Diyarbakir (AFP): Turkish police clashed with protesters in Diyarbakir on Wednesday, using tear gas and water cannon to prevent them demonstrating against the detention of the Kurdish-majority city’s co-mayors.
Gultan Kisanak and Firat Anli were taken into custody on Tuesday night in a surprise move against the leaders of a city which has been hit by the renewed fighting between Turkish security forces and members of the outlawed Kurdistan Workers’ Party (PKK).
The two were detained as part of a “terrorism” probe, security officials said. The Diyarbakir prosecutor said in a statement that Kisanak and Anli were accused of having links to the PKK and “inciting violence”.
Hundreds of protesters tried to march to the town hall in Diyarbakir, the largest city in Kurdish-majority southeastern Turkey, some throwing rocks at police, an AFP correspondent said.
– ‘No to intimidation’ –
Officers responded using batons, tear gas and water cannon to repel the protesters, the correspondent said.
“The pressure will not intimidate us,” demonstrators chanted.

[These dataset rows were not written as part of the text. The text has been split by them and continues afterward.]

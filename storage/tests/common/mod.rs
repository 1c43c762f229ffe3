// storage/tests/common/mod.rs

#![allow(dead_code)]

use jetdb_storage::{
    ColumnDefinition, DataType, Database, DatabaseOptions, IndexDefinition, Table, TableSchema,
    Value,
};
use std::sync::Arc;
use tempfile::TempDir;

pub fn init_logging() {
    let _ = tracing_subscriber::fmt().with_test_writer().try_init();
}

/// A fresh database in its own temporary directory.
pub fn scratch_db() -> anyhow::Result<(TempDir, Database)> {
    init_logging();
    let dir = tempfile::tempdir()?;
    let db = Database::create(dir.path().join("scratch.accdb"), DatabaseOptions::new().auto_sync(false))?;
    Ok((dir, db))
}

/// `T(id, value)` with a unique index on `id`.
pub fn numbered_schema() -> TableSchema {
    TableSchema::new("T")
        .add_column(ColumnDefinition::new("id", DataType::Long))
        .add_column(ColumnDefinition::new("value", DataType::Text))
        .add_index(IndexDefinition::new("IdIndex").column("id").unique())
        .add_index(IndexDefinition::new("ValueIndex").column("value"))
}

/// Table `T` holding `(i, "data{i}")` for every `i` in `ids`, inserted in
/// that order.
pub fn numbered_table(db: &Database, ids: impl IntoIterator<Item = i32>) -> anyhow::Result<Arc<Table>> {
    let table = db.create_table(&numbered_schema())?;
    let rows = ids
        .into_iter()
        .map(|i| vec![Value::Long(i), Value::Text(format!("data{}", i))])
        .collect();
    table.add_rows(rows)?;
    Ok(table)
}

pub fn id_of(row: &jetdb_storage::Row) -> i32 {
    match row.get("id") {
        Some(Value::Long(id)) => *id,
        other => panic!("unexpected id {:?}", other),
    }
}
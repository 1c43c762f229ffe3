// storage/src/database/mod.rs

//! Opening and creating database files, and finding their tables.

mod cache;
mod catalog;
mod header;

pub use catalog::{CatalogEntry, CATALOG_TABLE_NAME};
pub use header::DatabaseHeader;

use crate::config::DatabaseOptions;
use crate::file::PageChannel;
use crate::format::JetFormat;
use crate::index::TextSortOrder;
use crate::page::DataPage;
use crate::table::{create_table, Table, TYPE_SYSTEM_TABLE, TYPE_USER_TABLE};
use crate::usage::new_inline_row;
use crate::{Result, StorageError};
use cache::TableCache;
use catalog::{catalog_schema, Catalog, CATALOG_PAGE};
use jetdb_core::{SortOrder, TableSchema};
use parking_lot::Mutex;
use std::fmt;
use std::path::{Path, PathBuf};
use std::sync::Arc;

pub struct Database {
    path: PathBuf,
    channel: Arc<PageChannel>,
    header: DatabaseHeader,
    options: DatabaseOptions,
    catalog: Catalog,
    tables: Mutex<TableCache<Table>>,
}

impl Database {
    /// Opens an existing database file.
    pub fn open(path: impl AsRef<Path>, options: DatabaseOptions) -> Result<Self> {
        options.validate()?;
        let path = path.as_ref();
        let channel = Arc::new(PageChannel::open(path, options.read_only, options.auto_sync)?);
        let format = channel.format();

        let codec = options
            .codec_provider
            .create_handler(&channel, format.charset)?;
        channel.set_codec(codec);

        let mut page = vec![0u8; format.page_size];
        channel.read_page(&mut page, 0)?;
        let header = DatabaseHeader::parse(format, &page)?;

        let catalog_table = Arc::new(Table::read(
            Arc::clone(&channel),
            CATALOG_TABLE_NAME.to_string(),
            CATALOG_PAGE,
            Arc::clone(&options.row_error_handler),
        )?);
        let catalog = Catalog::load(Arc::clone(&catalog_table))?;
        if catalog.uses_fallback() {
            log::debug!("{:?} has no usable catalog index", path);
        }

        log::info!(
            "Opened database {:?} ({}, read_only={})",
            path,
            format,
            channel.is_read_only()
        );
        Ok(Self::assemble(path, channel, header, options, catalog, catalog_table))
    }

    /// Creates a new, empty database file. Fails if the file exists.
    pub fn create(path: impl AsRef<Path>, options: DatabaseOptions) -> Result<Self> {
        Self::create_with_catalog(path.as_ref(), options, catalog_schema())
    }

    fn create_with_catalog(
        path: &Path,
        options: DatabaseOptions,
        catalog_schema: TableSchema,
    ) -> Result<Self> {
        options.validate()?;
        if options.read_only {
            return Err(StorageError::Configuration(
                "Cannot create a database read-only".to_string(),
            ));
        }
        let format = JetFormat::for_version(options.file_version);
        let sort_order = options.sort_order.unwrap_or(format.default_sort_order);
        if TextSortOrder::for_column(sort_order, format).is_none() {
            return Err(StorageError::Configuration(format!(
                "New databases need a general sort order, not {}",
                sort_order
            )));
        }
        let channel = Arc::new(PageChannel::create_new(path, format, options.auto_sync)?);

        let created = chrono::Local::now().naive_local();
        let header_page = DatabaseHeader::new_page(format, sort_order, None, &created)?;
        let header = DatabaseHeader::parse(format, &header_page)?;

        let guard = channel.write_guard();
        channel.append_page(&header_page)?;

        // page 1 holds the global usage map
        let mut map_page = DataPage::new(vec![0u8; format.page_size], format);
        map_page.init(0);
        map_page
            .add_record(&new_inline_row(format), 0)
            .ok_or_else(|| StorageError::InvalidState("Global usage map does not fit".to_string()))?;
        channel.append_page(&map_page.into_inner())?;

        let schema = with_sort_order(&catalog_schema, sort_order);
        let catalog_table = Arc::new(create_table(
            &channel,
            &schema,
            TYPE_SYSTEM_TABLE,
            Arc::clone(&options.row_error_handler),
        )?);
        let catalog = Catalog::initialize(Arc::clone(&catalog_table))?;
        guard.finish()?;

        log::info!("Created database {:?} ({})", path, format);
        Ok(Self::assemble(path, channel, header, options, catalog, catalog_table))
    }

    fn assemble(
        path: &Path,
        channel: Arc<PageChannel>,
        header: DatabaseHeader,
        options: DatabaseOptions,
        catalog: Catalog,
        catalog_table: Arc<Table>,
    ) -> Self {
        let mut tables = TableCache::new(options.table_cache_capacity);
        tables.insert(CATALOG_PAGE, catalog_table);
        Self {
            path: path.to_path_buf(),
            channel,
            header,
            options,
            catalog,
            tables: Mutex::new(tables),
        }
    }

    pub fn path(&self) -> &Path {
        &self.path
    }

    pub fn format(&self) -> &'static JetFormat {
        self.channel.format()
    }

    pub fn channel(&self) -> &Arc<PageChannel> {
        &self.channel
    }

    pub fn options(&self) -> &DatabaseOptions {
        &self.options
    }

    pub fn is_read_only(&self) -> bool {
        self.channel.is_read_only()
    }

    pub fn password(&self) -> Option<&str> {
        self.header.password.as_deref()
    }

    pub fn sort_order(&self) -> SortOrder {
        self.header.sort_order
    }

    pub fn code_page(&self) -> u16 {
        self.header.code_page
    }

    /// True when table lookups scan the catalog instead of using its
    /// name index.
    pub fn uses_catalog_fallback(&self) -> bool {
        self.catalog.uses_fallback()
    }

    /// Names of the user tables in catalog order.
    pub fn table_names(&self) -> Result<Vec<String>> {
        Ok(self
            .catalog
            .table_entries()?
            .into_iter()
            .filter(|e| !e.is_system())
            .map(|e| e.name)
            .collect())
    }

    pub fn system_table_names(&self) -> Result<Vec<String>> {
        Ok(self
            .catalog
            .table_entries()?
            .into_iter()
            .filter(CatalogEntry::is_system)
            .map(|e| e.name)
            .collect())
    }

    /// Looks a table up by name, ignoring case.
    pub fn table(&self, name: &str) -> Result<Arc<Table>> {
        let entry = self
            .catalog
            .find_table(name)?
            .ok_or_else(|| StorageError::NotFound(format!("Table {}", name)))?;
        self.load_table(&entry)
    }

    fn load_table(&self, entry: &CatalogEntry) -> Result<Arc<Table>> {
        let mut tables = self.tables.lock();
        if let Some(table) = tables.get(entry.table_def_page) {
            return Ok(table);
        }
        let table = Arc::new(Table::read(
            Arc::clone(&self.channel),
            entry.name.clone(),
            entry.table_def_page,
            Arc::clone(&self.options.row_error_handler),
        )?);
        tables.insert(entry.table_def_page, Arc::clone(&table));
        Ok(table)
    }

    /// Creates an empty user table and lists it in the catalog.
    pub fn create_table(&self, schema: &TableSchema) -> Result<Arc<Table>> {
        if self.is_read_only() {
            return Err(StorageError::ReadOnly(
                "Database was opened read-only".to_string(),
            ));
        }
        self.validate_names(schema)?;
        if self.catalog.find_table(&schema.name)?.is_some() {
            return Err(StorageError::InvalidArgument(format!(
                "Table {} already exists",
                schema.name
            )));
        }

        let schema = with_sort_order(schema, self.sort_order());
        let guard = self.channel.write_guard();
        let table = Arc::new(create_table(
            &self.channel,
            &schema,
            TYPE_USER_TABLE,
            Arc::clone(&self.options.row_error_handler),
        )?);
        self.catalog
            .add_table(&schema.name, table.table_def_page(), false)?;
        guard.finish()?;

        self.tables
            .lock()
            .insert(table.table_def_page(), Arc::clone(&table));
        log::info!("Created table {} at page {}", schema.name, table.table_def_page());
        Ok(table)
    }

    fn validate_names(&self, schema: &TableSchema) -> Result<()> {
        let max = self.format().max_name_length;
        let names = std::iter::once(&schema.name)
            .chain(schema.columns.iter().map(|c| &c.name))
            .chain(schema.indexes.iter().map(|i| &i.name));
        for name in names {
            if name.chars().count() > max {
                return Err(StorageError::InvalidArgument(format!(
                    "Name {} is longer than {} characters",
                    name, max
                )));
            }
        }
        Ok(())
    }

    pub fn flush(&self) -> Result<()> {
        self.channel.flush()
    }

    pub fn close(self) -> Result<()> {
        self.tables.lock().clear();
        if !self.is_read_only() {
            self.channel.flush()?;
        }
        log::debug!("Closed database {:?}", self.path);
        Ok(())
    }
}

/// Text columns without their own sort order take the database's.
fn with_sort_order(schema: &TableSchema, sort_order: SortOrder) -> TableSchema {
    let mut schema = schema.clone();
    for column in &mut schema.columns {
        if column.data_type.is_textual() && column.sort_order.is_none() {
            column.sort_order = Some(sort_order);
        }
    }
    schema
}

impl fmt::Debug for Database {
    fn fmt(&self, f: &mut fmt::Formatter<'_>) -> fmt::Result {
        f.debug_struct("Database")
            .field("path", &self.path)
            .field("format", &self.format().version)
            .field("read_only", &self.is_read_only())
            .finish()
    }
}

#[cfg(test)]
mod tests {
    use super::*;
    use crate::format::FileVersion;
    use jetdb_core::{ColumnDefinition, DataType, IndexDefinition};
    use tempfile::tempdir;

    fn people() -> TableSchema {
        TableSchema::new("People")
            .add_column(ColumnDefinition::new("Id", DataType::Long))
            .add_column(ColumnDefinition::new("Name", DataType::Text))
            .add_index(IndexDefinition::new("PrimaryKey").column("Id").primary_key())
    }

    #[test]
    fn test_create_and_reopen() {
        let dir = tempdir().unwrap();
        let path = dir.path().join("new.accdb");

        let db = Database::create(&path, DatabaseOptions::new()).unwrap();
        assert_eq!(db.format().version, FileVersion::Version4);
        assert_eq!(db.password(), None);
        assert_eq!(db.system_table_names().unwrap(), vec![CATALOG_TABLE_NAME.to_string()]);
        assert!(db.table_names().unwrap().is_empty());
        assert!(!db.uses_catalog_fallback());

        db.create_table(&people()).unwrap();
        db.close().unwrap();

        let db = Database::open(&path, DatabaseOptions::new().read_only(true)).unwrap();
        assert_eq!(db.table_names().unwrap(), vec!["People".to_string()]);
        assert_eq!(db.table("people").unwrap().name(), "People");
        assert!(matches!(db.table("Nobody"), Err(StorageError::NotFound(_))));
        assert!(matches!(
            db.create_table(&people()),
            Err(StorageError::ReadOnly(_))
        ));
    }

    #[test]
    fn test_duplicate_table_names() {
        let dir = tempdir().unwrap();
        let db = Database::create(dir.path().join("dup.accdb"), DatabaseOptions::new()).unwrap();
        db.create_table(&people()).unwrap();
        let again = TableSchema::new("PEOPLE").add_column(ColumnDefinition::new("Id", DataType::Long));
        assert!(matches!(
            db.create_table(&again),
            Err(StorageError::InvalidArgument(_))
        ));
    }

    #[test]
    fn test_same_table_instance_while_referenced() {
        let dir = tempdir().unwrap();
        let options = DatabaseOptions::new().table_cache_capacity(1);
        let db = Database::create(dir.path().join("cache.accdb"), options).unwrap();
        let created = db.create_table(&people()).unwrap();
        db.create_table(&TableSchema::new("Other").add_column(ColumnDefinition::new("X", DataType::Long)))
            .unwrap();

        let looked_up = db.table("People").unwrap();
        assert!(Arc::ptr_eq(&created, &looked_up));
    }

    #[test]
    fn test_catalog_without_name_index() {
        let dir = tempdir().unwrap();
        let path = dir.path().join("scan.accdb");
        let mut schema = catalog_schema();
        schema.indexes.clear();

        let db = Database::create_with_catalog(&path, DatabaseOptions::new(), schema).unwrap();
        assert!(db.uses_catalog_fallback());
        db.create_table(&people()).unwrap();
        assert_eq!(db.table("PEOPLE").unwrap().name(), "People");
        assert!(matches!(db.table("Missing"), Err(StorageError::NotFound(_))));
        db.close().unwrap();

        let db = Database::open(&path, DatabaseOptions::new()).unwrap();
        assert!(db.uses_catalog_fallback());
        assert_eq!(db.table_names().unwrap(), vec!["People".to_string()]);
    }

    #[test]
    fn test_unsupported_sort_order_for_new_database() {
        let dir = tempdir().unwrap();
        let options = DatabaseOptions::new().sort_order(SortOrder::new(1036, 0));
        assert!(matches!(
            Database::create(dir.path().join("fr.mdb"), options),
            Err(StorageError::Configuration(_))
        ));
    }

    #[test]
    fn test_new_database_sort_order() {
        let dir = tempdir().unwrap();
        let options = DatabaseOptions::new()
            .file_version(FileVersion::Version14)
            .sort_order(SortOrder::GENERAL);
        let db = Database::create(dir.path().join("sorted.accdb"), options).unwrap();
        assert_eq!(db.sort_order(), SortOrder::GENERAL);

        let table = db.create_table(&people()).unwrap();
        assert_eq!(table.column("Name").unwrap().sort_order(), Some(SortOrder::GENERAL));
    }
}
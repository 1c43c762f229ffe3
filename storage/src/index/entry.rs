use crate::row::{RowId, RowIdKind};
use bytes::{BufMut, Bytes};
use std::cmp::Ordering;
use std::fmt;

/// Row pointer bytes at the end of every entry: 3 byte page, 1 byte row.
pub(crate) const SIZE_ROW_POINTER: usize = 4;
/// Child page number at the end of node entries.
pub(crate) const SIZE_CHILD_POINTER: usize = 4;

#[derive(Debug, Clone, Copy, PartialEq, Eq, PartialOrd, Ord, Hash)]
pub enum EntryKind {
    AlwaysFirst,
    /// Has key bytes but sorts before every real entry with the same key.
    FirstValid,
    Normal,
    /// Has key bytes but sorts after every real entry with the same key.
    LastValid,
    AlwaysLast,
}

/// One index entry: the sort key of a row and the row's id.
#[derive(Debug, Clone, PartialEq, Eq, Hash)]
pub struct Entry {
    key: Option<Bytes>,
    row_id: RowId,
    kind: EntryKind,
}

impl Entry {
    pub const FIRST: Entry = Entry {
        key: None,
        row_id: RowId::FIRST,
        kind: EntryKind::AlwaysFirst,
    };

    pub const LAST: Entry = Entry {
        key: None,
        row_id: RowId::LAST,
        kind: EntryKind::AlwaysLast,
    };

    pub fn new(key: impl Into<Bytes>, row_id: RowId) -> Self {
        let kind = match row_id.kind() {
            RowIdKind::AlwaysFirst => EntryKind::FirstValid,
            RowIdKind::Normal => EntryKind::Normal,
            RowIdKind::AlwaysLast => EntryKind::LastValid,
        };
        Self {
            key: Some(key.into()),
            row_id,
            kind,
        }
    }

    pub fn key(&self) -> Option<&[u8]> {
        self.key.as_deref()
    }

    pub fn row_id(&self) -> RowId {
        self.row_id
    }

    pub fn kind(&self) -> EntryKind {
        self.kind
    }

    /// Whether this entry refers to an actual row.
    pub fn is_valid(&self) -> bool {
        self.kind == EntryKind::Normal
    }

    pub(crate) fn has_key(&self) -> bool {
        self.key.is_some()
    }

    pub(crate) fn key_equals(&self, other: &Entry) -> bool {
        self.key.is_some() && self.key == other.key
    }

    /// Bytes of this entry on a page, without a child pointer.
    pub(crate) fn encoded_len(&self) -> usize {
        self.key.as_ref().map_or(0, |k| k.len()) + SIZE_ROW_POINTER
    }

    pub(crate) fn write(&self, out: &mut Vec<u8>, skip_prefix: usize) {
        if let Some(key) = &self.key {
            out.put_slice(&key[skip_prefix.min(key.len())..]);
        }
        let page = self.row_id.page_number().to_be_bytes();
        out.put_slice(&page[1..]);
        out.put_u8(self.row_id.row_number() as u8);
    }

    /// Parses an entry of `len` bytes, minus any trailing child pointer.
    pub(crate) fn read(bytes: &[u8]) -> Option<Self> {
        let key_len = bytes.len().checked_sub(SIZE_ROW_POINTER)?;
        let pointer = &bytes[key_len..];
        let page = u32::from_be_bytes([0, pointer[0], pointer[1], pointer[2]]);
        Some(Self::new(
            Bytes::copy_from_slice(&bytes[..key_len]),
            RowId::new(page, pointer[3] as u16),
        ))
    }
}

impl Ord for Entry {
    fn cmp(&self, other: &Self) -> Ordering {
        match (&self.key, &other.key) {
            (Some(a), Some(b)) => a
                .as_ref()
                .cmp(b.as_ref())
                .then_with(|| self.row_id.cmp(&other.row_id)),
            _ => self
                .kind
                .cmp(&other.kind)
                .then_with(|| self.row_id.cmp(&other.row_id)),
        }
    }
}

impl PartialOrd for Entry {
    fn partial_cmp(&self, other: &Self) -> Option<Ordering> {
        Some(self.cmp(other))
    }
}

impl fmt::Display for Entry {
    fn fmt(&self, f: &mut fmt::Formatter<'_>) -> fmt::Result {
        match &self.key {
            Some(key) => {
                write!(f, "Entry(")?;
                for b in key.iter() {
                    write!(f, "{:02X}", b)?;
                }
                write!(f, ", {})", self.row_id)
            }
            None => write!(f, "Entry({:?})", self.kind),
        }
    }
}
pub(crate) fn write_value(
    out: &mut BytesMut,
    value: &Value,
    column: &Column,
    ascending: bool,
    legacy_numeric: bool,
) -> Result<()> {
    if let Some(reason) = unsupported_reason(column) {
        return Err(StorageError::InvalidArgument(reason));
    }
    if let Value::Raw(_) = value {
        return Err(StorageError::InvalidArgument(format!(
            "Undecoded value of column {} cannot be indexed",
            column.name()
        )));
    }

    // booleans never produce a null flag
    let value = column.coerce(value)?;
    if value.is_null() {
        out.put_u8(null_flag(ascending));
        return Ok(());
    }
    out.put_u8(start_flag(ascending));

    let start = out.len();
    match &value {
        Value::Boolean(b) => out.put_u8(if *b { ASC_BOOLEAN_TRUE } else { ASC_BOOLEAN_FALSE }),
        Value::Byte(v) => out.put_u8(*v),
        Value::Int(v) => write_integer(out, &v.to_be_bytes()),
        Value::Long(v) | Value::ComplexId(v) => write_integer(out, &v.to_be_bytes()),
        Value::BigInt(v) => write_integer(out, &v.to_be_bytes()),
        Value::Money(d) => {
            let (negative, magnitude) = numeric_parts(d, MONEY_SCALE)?;
            let cents = i64::try_from(u128::from_be_bytes(magnitude)).map_err(|_| {
                StorageError::InvalidArgument(format!("Money value {} out of range", d))
            })?;
            let cents = if negative { -cents } else { cents };
            write_integer(out, &cents.to_be_bytes());
        }
        Value::Float(f) => write_floating(out, &f.to_be_bytes()),
        Value::Double(f) => write_floating(out, &f.to_be_bytes()),
        Value::DateTime(dt) => write_floating(out, &to_date_double(dt).to_be_bytes()),
        Value::Numeric(d) => {
            let (negative, mut magnitude) = numeric_parts(d, column.scale() as u32)?;
            if negative {
                out.put_u8(NUMERIC_NEGATIVE);
                flip(&mut magnitude);
            } else {
                out.put_u8(NUMERIC_POSITIVE);
            }
            out.put_slice(&magnitude);
            if !ascending && legacy_numeric {
                // legacy indexes keep the sign byte, so negatives stay first
                flip(&mut out[start + 1..]);
                return Ok(());
            }
        }
        Value::Guid(g) => {
            let mut bytes = g.to_bytes_le();
            if !ascending {
                flip(&mut bytes);
            }
            out.put_slice(&bytes[..8]);
            out.put_u8(MID_GUID);
            out.put_slice(&bytes[8..]);
            out.put_u8(END_GUID);
            return Ok(());
        }
        Value::Binary(bytes) => write_binary(out, bytes),
        Value::Text(text) => {
            let sort_order = column.sort_order().unwrap_or(column.format().default_sort_order);
            let table = TextSortOrder::for_column(sort_order, column.format())
                .ok_or_else(|| {
                    StorageError::InvalidArgument(format!("Sort order {} is not supported", sort_order))
                })?
                .table()?;
            write_text(out, table, text, ascending);
            return Ok(());
        }
        Value::Null | Value::Raw(_) => {}
    }

    if !ascending {
        flip(&mut out[start..]);
    }
    Ok(())
}

/// Big endian two's complement with the sign bit flipped.
fn write_integer(out: &mut BytesMut, bytes: &[u8]) {
    let start = out.len();
    out.put_slice(bytes);
    out[start] ^= 0x80;
}

/// IEEE big endian: non-negative values flip the sign bit, negative ones
/// flip every bit.
fn write_floating(out: &mut BytesMut, bytes: &[u8]) {
    let start = out.len();
    out.put_slice(bytes);
    if out[start] & 0x80 == 0 {
        out[start] ^= 0x80;
    } else {
        flip(&mut out[start..]);
    }
}

/// Eight byte segments followed by 0x09, except for the zero padded last
/// one which is followed by its used length.
fn write_binary(out: &mut BytesMut, bytes: &[u8]) {
    let mut rest = bytes;
    while rest.len() > BINARY_SEGMENT {
        out.put_slice(&rest[..BINARY_SEGMENT]);
        out.put_u8(BINARY_MORE_FOLLOWS);
        rest = &rest[BINARY_SEGMENT..];
    }
    out.put_slice(rest);
    out.put_bytes(0, BINARY_SEGMENT - rest.len());
    out.put_u8(rest.len() as u8);
}

#[derive(Default)]
struct ExtraCodes {
    bytes: Vec<u8>,
    num_chars: usize,
    unprintable_prefix_len: usize,
}

impl ExtraCodes {
    fn write(&mut self, char_offset: usize, codes: Option<&[u8]>, modifier: u8) {
        if self.num_chars < char_offset {
            let fill = char_offset - self.num_chars;
            self.bytes
                .extend(std::iter::repeat(INTERNATIONAL_EXTRA_PLACEHOLDER).take(fill));
            self.num_chars += fill;
        }

        if let Some(codes) = codes {
            self.bytes.extend_from_slice(codes);
            self.num_chars += 1;
            return;
        }

        // a modifier changes the last extra code and is not a char of its own
        match self.bytes.last_mut() {
            Some(last) => *last = last.wrapping_add(modifier),
            None => {
                self.bytes.push(modifier);
                self.unprintable_prefix_len = 1;
            }
        }
    }
}

fn trim_trailing(bytes: &mut Vec<u8>, min: u8, max: u8) {
    while matches!(bytes.last(), Some(b) if (min..=max).contains(b)) {
        bytes.pop();
    }
}

fn write_unprintable(
    unprintable: &mut Vec<u8>,
    char_offset: usize,
    codes: &[u8],
    extra: Option<&ExtraCodes>,
) {
    // offsets count extra code bytes, including the ones not written yet
    let offset = match extra {
        Some(extra) => (extra.bytes.len() + char_offset)
            .saturating_sub(extra.num_chars + extra.unprintable_prefix_len),
        None => char_offset,
    };
    let offset = (UNPRINTABLE_COUNT_START + UNPRINTABLE_COUNT_MULTIPLIER * offset)
        | UNPRINTABLE_OFFSET_FLAGS;
    unprintable.put_u16(offset as u16);
    unprintable.put_u8(UNPRINTABLE_MIDFIX);
    unprintable.extend_from_slice(codes);
}

fn write_crazy(out: &mut BytesMut, crazy: &mut Vec<u8>) {
    trim_trailing(crazy, CRAZY_CODE_2, CRAZY_CODE_2);

    // two bits per char, three chars per byte, high bits first
    let mut code = CRAZY_CODE_START;
    for (i, flag) in crazy.iter().enumerate() {
        code |= flag << ((2 - (i % 3)) * 2);
        if i % 3 == 2 {
            out.put_u8(code);
            code = CRAZY_CODE_START;
        }
    }
    if crazy.len() % 3 != 0 {
        out.put_u8(code);
    }
    out.put_slice(&CRAZY_CODES_SUFFIX);
}

pub(crate) fn write_text(out: &mut BytesMut, table: &CodeTable, text: &str, ascending: bool) {
    let mut chars: Vec<u16> = text.encode_utf16().take(MAX_TEXT_INDEX_CHARS).collect();
    while chars.last() == Some(&(' ' as u16)) {
        chars.pop();
    }

    let start = out.len();
    let mut extra: Option<ExtraCodes> = None;
    let mut unprintable: Option<Vec<u8>> = None;
    let mut crazy: Option<Vec<u8>> = None;
    let mut char_offset = 0;

    for c in chars {
        let handler = table.handler(c);
        let current = char_offset;
        if let Some(inline) = handler.inline_codes() {
            out.put_slice(inline);
            char_offset += 1;
        }

        match handler {
            CharHandler::International { extra: code, .. } => {
                extra.get_or_insert_with(ExtraCodes::default).write(current, Some(&[code]), 0);
            }
            CharHandler::InternationalExt {
                extra: codes,
                crazy: flag,
                ..
            } => {
                extra
                    .get_or_insert_with(ExtraCodes::default)
                    .write(current, Some(codes.as_slice()), 0);
                crazy.get_or_insert_with(Vec::new).push(flag);
            }
            CharHandler::UnprintableExt(modifier) => {
                extra.get_or_insert_with(ExtraCodes::default).write(current, None, modifier);
            }
            CharHandler::Unprintable(codes) => {
                write_unprintable(
                    unprintable.get_or_insert_with(Vec::new),
                    current,
                    codes.as_slice(),
                    extra.as_ref(),
                );
            }
            // surrogate pairs have no codes of their own
            CharHandler::Simple(_) | CharHandler::Ignored | CharHandler::Surrogate => {}
        }
    }

    out.put_u8(END_TEXT);

    let extra_bytes = extra.map(|mut extra| {
        trim_trailing(&mut extra.bytes, 0x00, INTERNATIONAL_EXTRA_PLACEHOLDER);
        extra.bytes
    });
    let has_extra = extra_bytes.as_ref().is_some_and(|b| !b.is_empty());

    if has_extra || unprintable.is_some() || crazy.is_some() {
        if let Some(bytes) = extra_bytes.filter(|b| !b.is_empty()) {
            out.put_slice(&bytes);
        }
        if unprintable.is_some() || crazy.is_some() {
            out.put_u8(END_TEXT);
            out.put_u8(END_TEXT);
            if let Some(mut crazy) = crazy {
                write_crazy(out, &mut crazy);
                if unprintable.is_some() {
                    out.put_u8(CRAZY_CODES_UNPRINT_SUFFIX);
                }
            }
            if let Some(unprintable) = unprintable {
                out.put_u8(END_TEXT);
                out.put_slice(&unprintable);
            }
        }
    }

    if !ascending {
        out.put_u8(END_EXTRA_TEXT);
        flip(&mut out[start..]);
    }
    out.put_u8(END_EXTRA_TEXT);
}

The Diyarbakir governor’s office had warned that any planned demonstrations on Wednesday were “unlawful” and would not be allowed, saying that since August 15, public gatherings and meetings were banned in the city.
Other rallies were planned elsewhere in Turkey including Istanbul.
The prosecutor said Kisanak was accused of being a member of the PKK, while both individuals had made speeches in support of the rebel group.
They are also alleged to have allowed the use of municipal vehicles for the “funerals of terrorist members”, the prosecutor added, referring to the PKK.
The PKK is proscribed as a terrorist organisation by Turkey as well as the European Union and United States.
More than 40,000 people have been killed since it first launched an insurgency in the southeast in 1984.
A two-and-a-half-year ceasefire collapsed last July which led to almost daily attacks by the PKK against security forces while Ankara launched military operations in the southeast to rid urban areas of fighters.
Last month, 24 mayors suspected of links to the PKK were suspended and replaced with officials close to the ruling Justice and Development Party (AKP) co-founded by President Recep Tayyip Erdogan.